Frazionismo: favorire lo sviluppo di rivalità e scissioni all’interno di un partito. Il frazionismo è l’esatto contrario del centralismo democratico. La subordinazione dell’individuo (o della minoranza) all’organizzazione vieta in modo assoluto di minare l’unità del partito.
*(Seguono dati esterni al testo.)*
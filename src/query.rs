//! The locked verification read.
//!
//! One row is produced per row matched by the locating condition, each with a
//! single boolean column telling whether the stored version is within the
//! tolerance window of the client-supplied one. Every matched row is locked
//! for update for the rest of the enclosing transaction.

use crate::catalog::{QualifiedName, quote_ident};
use crate::core::{DataType, DbError, Result, Value};
use crate::locate::RowCondition;
use std::fmt;
use std::time::Duration;

pub const VERSION_MATCHES_COLUMN: &str = "version_matches";

#[derive(Debug, Clone, PartialEq)]
pub struct VerificationQuery {
    pub table: QualifiedName,
    pub version_column: String,
    pub version_type: DataType,
    pub expected_version: Value,
    pub tolerance: Duration,
    pub condition: RowCondition,
}

/// Parameterised SQL text with `$n` placeholders.
#[derive(Debug, Clone, PartialEq)]
pub struct SqlStatement {
    pub text: String,
    pub params: Vec<Value>,
}

impl fmt::Display for SqlStatement {
    fn fmt(&self, f: &mut fmt::Formatter<'_>) -> fmt::Result {
        write!(f, "{}", self.text)
    }
}

impl VerificationQuery {
    /// PostgreSQL rendering of the locked read.
    pub fn to_sql(&self) -> SqlStatement {
        let version = quote_ident(&self.version_column);
        let (projection, mut params) = if self.version_type.is_temporal() {
            (
                format!(
                    "abs(extract(epoch from ({} - $1::{}))) < $2::double precision",
                    version,
                    self.version_type.sql_name()
                ),
                vec![
                    self.expected_version.clone(),
                    Value::Float(self.tolerance.as_secs_f64()),
                ],
            )
        } else {
            (
                format!("{} = $1::{}", version, self.version_type.sql_name()),
                vec![self.expected_version.clone()],
            )
        };

        let (predicate, condition_params) = self.condition.to_sql(params.len() + 1);
        params.extend(condition_params);

        SqlStatement {
            text: format!(
                "select {} as {} from {} where {} for update",
                projection,
                quote_ident(VERSION_MATCHES_COLUMN),
                self.table.to_sql(),
                predicate
            ),
            params,
        }
    }

    /// Evaluates the projection for one stored version value. Timestamps
    /// compare within the tolerance window, anything else by equality; a
    /// NULL stored version never matches.
    pub fn version_matches(&self, stored: &Value) -> Result<bool> {
        match (stored, &self.expected_version) {
            (Value::Null, _) | (_, Value::Null) => Ok(false),
            (Value::Timestamp(stored), Value::Timestamp(expected)) => {
                let Some(diff) = stored.signed_duration_since(*expected).num_nanoseconds() else {
                    return Ok(false);
                };
                Ok(u128::from(diff.unsigned_abs()) < self.tolerance.as_nanos())
            }
            (Value::Timestamp(_), other) | (other, Value::Timestamp(_)) => {
                Err(DbError::TypeMismatch(format!(
                    "cannot compare timestamp version with {}",
                    other.type_name()
                )))
            }
            (stored, expected) => Ok(stored == expected),
        }
    }
}
// =============================================================================
// Secondary Screens
// =============================================================================

fn product_image_url(product: &Product) -> String {
    if product.image_url.is_empty() {
        format!(
            "https://via.placeholder.com/400x500/6C5CE7/FFFFFF?text=Product+{}",
            product.id
        )
    } else {
        product.image_url.clone()
    }
}

fn product_components(product: &Product, theme: &ThemeTokens) -> Vec<ComponentNode> {
    let mut details = vec![
        Header::new("title", product.name.as_str())
            .with_subtitle(product.description.as_str())
            .with_style(StyleProps::new().with_font_size(28.0).with_padding(0.0))
            .build(theme),
        Rating::new("rating", 4.8).build(theme),
    ];

    let price = match product.discount {
        Some(pct) => {
            details.push(
                PromoBadge::new("discount-badge", format!("{}% OFF", pct))
                    .with_style(StyleProps::new().set("paddingX", 16.0).set("paddingY", 8.0))
                    .build(theme),
            );
            Header::new("price", format!("${:.2}", product.sale_price()))
                .with_subtitle(format!("Was {}", product.display_price()))
        }
        None => Header::new("price", product.display_price()),
    };
    details.push(
        price
            .with_style(
                StyleProps::new()
                    .with_font_size(36.0)
                    .set("fontWeight", "bold")
                    .with_padding(8.0),
            )
            .build(theme),
    );

    details.push(
        Button::new("buy-button", "Add to Cart")
            .full_width()
            .with_icon("cart")
            .with_action(Action::command("add_to_cart"))
            .with_style(
                StyleProps::new()
                    .with_background(colors::SUCCESS)
                    .set("paddingY", 18.0)
                    .with_radius(12.0),
            )
            .build(theme),
    );

    vec![
        Image::new("product-images", product_image_url(product))
            .with_size(400.0, 500.0)
            .build(theme),
        Container::new("product-info")
            .with_style(
                StyleProps::new()
                    .with_padding(24.0)
                    .with_background(&theme.background_color),
            )
            .with_children(details)
            .build(theme),
    ]
}

fn cart_components(theme: &ThemeTokens) -> Vec<ComponentNode> {
    vec![
        Header::new("cart-header", "Shopping Cart")
            .with_subtitle("3 items")
            .build(theme),
        Button::new("checkout-button", "Proceed to Checkout - $589.97")
            .full_width()
            .with_action(Action::command("checkout"))
            .with_style(StyleProps::new().with_background(colors::SUCCESS))
            .build(theme),
    ]
}

fn search_components(theme: &ThemeTokens) -> Vec<ComponentNode> {
    vec![SearchBar::new("search-input", "Search products...")
        .with_filter(true)
        .build(theme)]
}

fn favorites_components(theme: &ThemeTokens) -> Vec<ComponentNode> {
    vec![ProductGrid::new("favorites-grid", showcase::day_products()).build(theme)]
}

fn profile_components(theme: &ThemeTokens) -> Vec<ComponentNode> {
    vec![Avatar::new("avatar", "John Doe").build(theme)]
}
Dal mese di giugno Natoli, Pintor e Rossanda pubblicano un mensile, Il Manifesto, nel quale mettono nero su bianco tutto quello che non condividono del partito. Ad esempio l’appoggio all’invasione sovietica della Cecoslovacchia, l’ostilità nei confronti del movimento studentesco, l’idea di far svolgere a Mosca una conferenza dei partiti comunisti, la fretta con cui si vuole arrivare a un «compromesso» con la Dc. Eresia! Tuona Paolo Bufalini dalle pagine della rivista Rinascita, massimo esempio di ortodossia comunista. Frazionismo bello e buono! Natoli, Pintor e Rossanda vengono perciò convocati in sacra udienza davanti alle alte gerarchie del partito. Si vorrebbe convincerli a fare un passo indietro ma il tentativo non riesce. A questo punto viene investita del problema la Congregazione per la Dottrina della Fede del PCI, ossia la V Commissione del Comitato Centrale, la Commissione Disciplina. A presiederla c’è un politico di razza, Alessandro Natta, uomo di raffinata cultura, laureato alla Normale di Pisa, militante accorto, per nulla ambizioso, più propenso al dubbio che alle certezze derivanti dal dogmatismo.
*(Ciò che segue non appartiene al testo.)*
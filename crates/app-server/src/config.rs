//! Server configuration
//!
//! Settings are layered: built-in defaults, then an optional TOML file,
//! then `SHAPESHIFT_*` environment variables, then CLI flags (applied by
//! the binary through the `with_*` setters).

use app_ui::Mode;
use serde::{Deserialize, Serialize};
use std::net::SocketAddr;
use std::path::{Path, PathBuf};

/// Environment variable overriding the bind address
pub const ENV_BIND: &str = "SHAPESHIFT_BIND";
/// Environment variable pinning the mode (`auto` clears a pin)
pub const ENV_MODE: &str = "SHAPESHIFT_MODE";
/// Environment variable overriding the log filter
pub const ENV_LOG: &str = "SHAPESHIFT_LOG";

/// Default listen address
pub const DEFAULT_BIND: &str = "0.0.0.0:8080";

/// Configuration errors
#[derive(Debug, thiserror::Error)]
pub enum ConfigError {
    /// The config file could not be read
    #[error("Failed to read {path}: {source}")]
    Read {
        /// File path
        path: PathBuf,
        /// Underlying error
        source: std::io::Error,
    },

    /// The config file is not valid TOML for [`ServerConfig`]
    #[error("Parse error: {0}")]
    Parse(#[from] toml::de::Error),

    /// A mode name that is not one of the seven modes
    #[error("Invalid mode override: {0}")]
    InvalidMode(String),

    /// A bind address that is not `host:port`
    #[error("Invalid bind address: {0}")]
    InvalidAddress(String),
}

/// Runtime settings for the HTTP server
#[derive(Debug, Clone, PartialEq, Eq, Serialize, Deserialize)]
#[serde(default)]
pub struct ServerConfig {
    /// Address to listen on
    pub bind_address: String,
    /// Serve every request in this mode instead of the clock-derived one
    pub mode_override: Option<Mode>,
    /// `tracing` filter used when `RUST_LOG` is unset
    pub log_filter: String,
}

impl Default for ServerConfig {
    fn default() -> Self {
        Self {
            bind_address: DEFAULT_BIND.to_string(),
            mode_override: None,
            log_filter: "info".to_string(),
        }
    }
}

impl ServerConfig {
    /// Parse TOML; missing keys keep their defaults
    pub fn from_toml_str(s: &str) -> Result<Self, ConfigError> {
        Ok(toml::from_str(s)?)
    }

    /// Read a TOML file
    pub fn from_file(path: &Path) -> Result<Self, ConfigError> {
        let text = std::fs::read_to_string(path).map_err(|source| ConfigError::Read {
            path: path.to_path_buf(),
            source,
        })?;
        Self::from_toml_str(&text)
    }

    /// Defaults, then the file if given, then the process environment
    pub fn load(path: Option<&Path>) -> Result<Self, ConfigError> {
        let base = match path {
            Some(path) => Self::from_file(path)?,
            None => Self::default(),
        };
        base.apply_env(|key| std::env::var(key).ok())
    }

    /// Apply `SHAPESHIFT_*` overrides read through `lookup`
    pub fn apply_env<F>(mut self, lookup: F) -> Result<Self, ConfigError>
    where
        F: Fn(&str) -> Option<String>,
    {
        if let Some(bind) = lookup(ENV_BIND).filter(|v| !v.is_empty()) {
            self.bind_address = bind;
        }
        if let Some(mode) = lookup(ENV_MODE).filter(|v| !v.is_empty()) {
            self.mode_override = parse_mode_override(&mode)?;
        }
        if let Some(filter) = lookup(ENV_LOG).filter(|v| !v.is_empty()) {
            self.log_filter = filter;
        }
        Ok(self)
    }

    /// Override the bind address
    pub fn with_bind_address(mut self, bind: impl Into<String>) -> Self {
        self.bind_address = bind.into();
        self
    }

    /// Pin or unpin the mode
    pub fn with_mode_override(mut self, mode: Option<Mode>) -> Self {
        self.mode_override = mode;
        self
    }

    /// Parsed bind address
    pub fn socket_addr(&self) -> Result<SocketAddr, ConfigError> {
        self.bind_address
            .parse()
            .map_err(|_| ConfigError::InvalidAddress(self.bind_address.clone()))
    }
}

/// Parse a mode name; `auto` means no override
pub fn parse_mode_override(value: &str) -> Result<Option<Mode>, ConfigError> {
    if value.trim().eq_ignore_ascii_case("auto") {
        return Ok(None);
    }
    value.parse::<Mode>().map(Some).map_err(ConfigError::InvalidMode)
}

#[cfg(test)]
mod tests {
    use super::*;
    use std::collections::HashMap;
    use std::io::Write;

    fn env(pairs: &[(&str, &str)]) -> impl Fn(&str) -> Option<String> {
        let map: HashMap<String, String> = pairs
            .iter()
            .map(|(k, v)| (k.to_string(), v.to_string()))
            .collect();
        move |key| map.get(key).cloned()
    }

    #[test]
    fn test_defaults() {
        let config = ServerConfig::default();
        assert_eq!(config.bind_address, "0.0.0.0:8080");
        assert_eq!(config.mode_override, None);
        assert_eq!(config.log_filter, "info");
        assert!(config.socket_addr().is_ok());
    }

    #[test]
    fn test_partial_toml_keeps_defaults() {
        let config = ServerConfig::from_toml_str("mode_override = \"flash_sale\"").unwrap();
        assert_eq!(config.mode_override, Some(Mode::FlashSale));
        assert_eq!(config.bind_address, DEFAULT_BIND);
    }

    #[test]
    fn test_bad_toml() {
        assert!(matches!(
            ServerConfig::from_toml_str("mode_override = \"teatime\""),
            Err(ConfigError::Parse(_))
        ));
        assert!(matches!(
            ServerConfig::from_toml_str("bind_address = ["),
            Err(ConfigError::Parse(_))
        ));
    }

    #[test]
    fn test_from_file() {
        let mut file = tempfile::NamedTempFile::new().unwrap();
        writeln!(file, "bind_address = \"127.0.0.1:9000\"").unwrap();
        writeln!(file, "log_filter = \"debug\"").unwrap();

        let config = ServerConfig::load(Some(file.path())).unwrap();
        assert_eq!(config.bind_address, "127.0.0.1:9000");
        assert_eq!(config.log_filter, "debug");
    }

    #[test]
    fn test_missing_file() {
        let dir = tempfile::tempdir().unwrap();
        let result = ServerConfig::from_file(&dir.path().join("absent.toml"));
        assert!(matches!(result, Err(ConfigError::Read { .. })));
    }

    #[test]
    fn test_env_overrides_file() {
        let config = ServerConfig::from_toml_str("bind_address = \"127.0.0.1:9000\"")
            .unwrap()
            .apply_env(env(&[
                (ENV_BIND, "127.0.0.1:9100"),
                (ENV_MODE, "Evening"),
                (ENV_LOG, "warn"),
            ]))
            .unwrap();
        assert_eq!(config.bind_address, "127.0.0.1:9100");
        assert_eq!(config.mode_override, Some(Mode::Evening));
        assert_eq!(config.log_filter, "warn");
    }

    #[test]
    fn test_env_auto_clears_pin() {
        let config = ServerConfig::default()
            .with_mode_override(Some(Mode::Night))
            .apply_env(env(&[(ENV_MODE, "auto")]))
            .unwrap();
        assert_eq!(config.mode_override, None);
    }

    #[test]
    fn test_env_bad_mode() {
        let result = ServerConfig::default().apply_env(env(&[(ENV_MODE, "brunch")]));
        assert!(matches!(result, Err(ConfigError::InvalidMode(_))));
    }

    #[test]
    fn test_empty_env_values_are_ignored() {
        let config = ServerConfig::default()
            .apply_env(env(&[(ENV_BIND, ""), (ENV_MODE, "")]))
            .unwrap();
        assert_eq!(config, ServerConfig::default());
    }

    #[test]
    fn test_cli_setters() {
        let config = ServerConfig::default()
            .with_bind_address("not an address")
            .with_mode_override(Some(Mode::Morning));
        assert_eq!(config.mode_override, Some(Mode::Morning));
        assert!(matches!(config.socket_addr(), Err(ConfigError::InvalidAddress(_))));
    }
}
Dogmatismo: accettare una verità, indipendentemente dai fatti e dalle esperienze, partendo da una serie di principi inconfutabili. Il dogmatico ha un atteggiamento intransigente che rifiuta qualunque tipo di argomento contrario alle proprie certezze.

In un certo senso è in quel momento che per la prima volta giornalisti e iscritti al PCI si accorgono di lui. Misurato, coltissimo, ha pochissimi vizi. Il fumo è tra questi: accende senza sosta le Kim, sigarette prodotte in Germania e destinate ai mercati di Polonia, Ungheria, Romania, Cecoslovacchia e Cuba. Al contrario, se è vero quel che racconta Miriam Mafai in “Addio Botteghe Oscure” – e cioè che al caffè di Vezio, dietro la sede del partito, Berlinguer ordina sempre un tè con abbondante dose di Glen Grant mentre Natta solo un bicchiere di latte – l’alcol non rientra fra i suoi vizi. In ogni caso Natta è, e resterà anche dopo, un personaggio poco interessante per giornali, tv, avversari ed elettori. Come può, in effetti, risultare accattivante un uomo che si definisce “illuminista, giacobino e comunista”?
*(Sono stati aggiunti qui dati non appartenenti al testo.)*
//! Wall-clock source
//!
//! The UI engine never reads the clock itself. The transport layer asks a
//! [`Clock`] for the current local time once per request and passes it in.

use chrono::{DateTime, FixedOffset, Local, NaiveDate, TimeZone};

/// Source of the current local time
pub trait Clock: Send + Sync {
    /// Current local time with its UTC offset
    fn now(&self) -> DateTime<FixedOffset>;
}

/// Reads the host's local time
#[derive(Debug, Clone, Copy, Default)]
pub struct SystemClock;

impl Clock for SystemClock {
    fn now(&self) -> DateTime<FixedOffset> {
        Local::now().into()
    }
}

/// Always returns the same instant
#[derive(Debug, Clone, Copy, PartialEq, Eq)]
pub struct FixedClock {
    instant: DateTime<FixedOffset>,
}

impl FixedClock {
    /// Pin the clock to `instant`
    pub fn new(instant: DateTime<FixedOffset>) -> Self {
        Self { instant }
    }

    /// Parse an RFC 3339 timestamp such as `2025-03-14T12:30:00+00:00`
    pub fn from_rfc3339(s: &str) -> Result<Self, chrono::ParseError> {
        DateTime::parse_from_rfc3339(s).map(Self::new)
    }

    /// A UTC instant on a fixed date at `hour:minute`
    ///
    /// Returns `None` when the hour or minute is out of range.
    pub fn at(hour: u32, minute: u32) -> Option<Self> {
        let naive = NaiveDate::from_ymd_opt(2025, 1, 15)?.and_hms_opt(hour, minute, 0)?;
        let utc = FixedOffset::east_opt(0)?;
        utc.from_local_datetime(&naive).single().map(Self::new)
    }
}

impl Clock for FixedClock {
    fn now(&self) -> DateTime<FixedOffset> {
        self.instant
    }
}
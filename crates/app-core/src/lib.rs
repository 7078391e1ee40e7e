//! Core collaborators for the Shapeshift storefront
//!
//! This crate holds the data and ambient services the UI engine reads at
//! its edges: the product catalog, the curated showcase listings used by
//! the home compositions, the clock, and the analytics sink.

#![warn(missing_docs)]
#![warn(clippy::all)]

pub mod analytics;
pub mod branding;
pub mod catalog;
pub mod clock;
pub mod showcase;

pub use analytics::{AnalyticsError, AnalyticsEvent, AnalyticsSink, TracingSink};
pub use catalog::{Product, ProductCatalog, StaticCatalog};
pub use clock::{Clock, FixedClock, SystemClock};
pub use showcase::{Category, ListItem, ProductCard, Story};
Giacobinismo: avere un’opinione democratica esaltata, professare il repubblicanesimo ma in modo fanatico e intransigente. Atteggiamento tipicamente borghese poiché diretto al raggiungimento di obiettivi particolari anziché universali.

Naturalmente per Natta il giacobinismo è cosa diversa, sarebbe perciò d’accordo con Marx ed Engels, secondo cui il giacobino del 1793 è diventato il comunista dei giorni nostri. Essere giacobini, insomma, significa portare avanti una rivoluzione intransigente, che non può cedere al compromesso, fosse pure quello di dare voce al dissenso interno. Tant’è che, grazie ai lavori della V Commissione, gli eretici del Manifesto vengono radiati dal partito. Quasi subito, nelle manifestazioni della sinistra antagonista, si comincia a scandire lo slogan “Natta, quinta commissione, il filo nero… della repressione!”. L’antipatia, comunque, è reciproca, visto che lui considera i sessantottini degli estremisti borghesi, incapaci di elaborazioni complesse e per questo sedotti da ideologie campiste.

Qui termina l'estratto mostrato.